WHAT THE TASK REQUIRES: Within the data that follows, set down exactly the lines from the one containing "let handle = self.start(invocation).await?;" through the one containing "use serde_json::json;", both ends included.

Stored data:
==============================
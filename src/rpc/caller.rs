//! Client side of RPC: send a request, wait for its response.

use std::sync::Arc;
use std::time::Duration;

use serde_json::Value;

use super::{CallHandle, CallIdGenerator, MethodInvocation, PendingCalls};
use crate::error::Result;
use crate::message::Message;
use crate::session::ConnectionHandle;

/// Issues calls over one connection.
///
/// Clones share the id generator and the pending table, so calls from many
/// tasks can be in flight at once and complete in any order. Whoever reads
/// the connection must feed responses to [`PendingCalls::complete`].
#[derive(Clone)]
pub struct RpcCaller {
    connection: ConnectionHandle,
    ids: Arc<CallIdGenerator>,
    pending: Arc<PendingCalls>,
    timeout: Option<Duration>,
}

impl RpcCaller {
    pub fn new(
        connection: ConnectionHandle,
        pending: Arc<PendingCalls>,
        timeout: Option<Duration>,
    ) -> Self {
        Self {
            connection,
            ids: Arc::new(CallIdGenerator::new()),
            pending,
            timeout,
        }
    }

    /// Table of calls awaiting a response on this connection.
    pub fn pending(&self) -> &Arc<PendingCalls> {
        &self.pending
    }

    /// Deadline applied by [`RpcCaller::call`]; `None` waits forever.
    pub fn timeout(&self) -> Option<Duration> {
        self.timeout
    }

    /// Send a request and return the handle to wait on.
    ///
    /// The call is registered before the request leaves, so a response can
    /// never beat its entry. If sending fails the entry is removed.
    pub async fn start(&self, invocation: MethodInvocation) -> Result<CallHandle> {
        let call_id = self.ids.next_id();
        let handle = self.pending.register(call_id)?;

        let request = Message::RpcRequest(invocation.into_request(call_id));
        if let Err(e) = self.connection.send(&request).await {
            self.pending.remove(call_id);
            return Err(e);
        }

        tracing::debug!("rpc call {} sent", call_id);
        Ok(handle)
    }

    /// Invoke a remote method and wait for its result.
    pub async fn call(&self, invocation: MethodInvocation) -> Result<Value> {
        let handle = self.start(invocation).await?;
        match self.timeout {
            Some(timeout) => handle.wait_timeout(timeout).await,
            None => handle.wait().await,
        }
    }
}

#[cfg(test)]
mod tests {
    use super::*;
    use crate::codec::MessageCodec;
    use crate::error::ChatwireError;
    use crate::message::RpcResponse;
    use crate::protocol::FrameBuffer;
    use crate::session::ConnectionId;
    use crate::writer::spawn_writer_task_default;
    use serde_json::json;
    use tokio::io::{duplex, AsyncReadExt, DuplexStream};

    fn caller(timeout: Option<Duration>) -> (RpcCaller, DuplexStream) {
        let (client, server) = duplex(64 * 1024);
        let (writer, _task) = spawn_writer_task_default(client);
        let connection = ConnectionHandle::new(ConnectionId::next(), writer, MessageCodec::default());
        (
            RpcCaller::new(connection, Arc::new(PendingCalls::new()), timeout),
            server,
        )
    }

    async fn next_request(peer: &mut DuplexStream, buffer: &mut FrameBuffer) -> Message {
        let mut buf = [0u8; 1024];
        loop {
            let n = peer.read(&mut buf).await.unwrap();
            if let Some(frame) = buffer.push(&buf[..n]).unwrap().into_iter().next() {
                return MessageCodec::default().decode(&frame).unwrap();
            }
        }
    }

    #[tokio::test]
    async fn test_request_carries_fresh_call_id() {
        let (caller, mut peer) = caller(None);
        let mut buffer = FrameBuffer::new();

        let first = caller.start(MethodInvocation::new("A", "x")).await.unwrap();
        let second = caller.start(MethodInvocation::new("A", "y")).await.unwrap();
        assert_eq!(first.call_id(), 1);
        assert_eq!(second.call_id(), 2);
        assert_eq!(caller.pending().len(), 2);

        match next_request(&mut peer, &mut buffer).await {
            Message::RpcRequest(req) => {
                assert_eq!(req.call_id, 1);
                assert_eq!(req.method_name, "x");
            }
            other => panic!("unexpected {:?}", other),
        }
    }

    #[tokio::test]
    async fn test_call_resolves_from_pending_table() {
        let (caller, _peer) = caller(Some(Duration::from_secs(5)));
        let pending = caller.pending().clone();

        let call = tokio::spawn({
            let caller = caller.clone();
            async move { caller.call(MethodInvocation::new("A", "x")).await }
        });

        while pending.is_empty() {
            tokio::task::yield_now().await;
        }
        pending.complete(RpcResponse::value(1, json!(42)));

        assert_eq!(call.await.unwrap().unwrap(), json!(42));
    }

    #[tokio::test]
    async fn test_call_times_out() {
        let (caller, _peer) = caller(Some(Duration::from_millis(20)));

        let result = caller.call(MethodInvocation::new("A", "x")).await;
        assert!(matches!(result, Err(ChatwireError::RpcTimeout(1))));
        assert!(caller.pending().is_empty());
    }

    #[tokio::test]
    async fn test_failed_send_removes_entry() {
        let (caller, peer) = caller(None);
        drop(peer);

        // Writer notices the closed peer on its first write
        let _ = caller.start(MethodInvocation::new("A", "x")).await;
        while !caller.connection.is_closed() {
            tokio::task::yield_now().await;
        }

        let result = caller.start(MethodInvocation::new("A", "y")).await;
        assert!(matches!(result, Err(ChatwireError::ConnectionClosed)));
        assert!(caller.pending().is_empty());
    }
}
==============================
ANSWER BOX:
        let handle = self.start(invocation).await?;
        match self.timeout {
            Some(timeout) => handle.wait_timeout(timeout).await,
            None => handle.wait().await,
        }
    }
}

#[cfg(test)]
mod tests {
    use super::*;
    use crate::codec::MessageCodec;
    use crate::error::ChatwireError;
    use crate::message::RpcResponse;
    use crate::protocol::FrameBuffer;
    use crate::session::ConnectionId;
    use crate::writer::spawn_writer_task_default;
    use serde_json::json;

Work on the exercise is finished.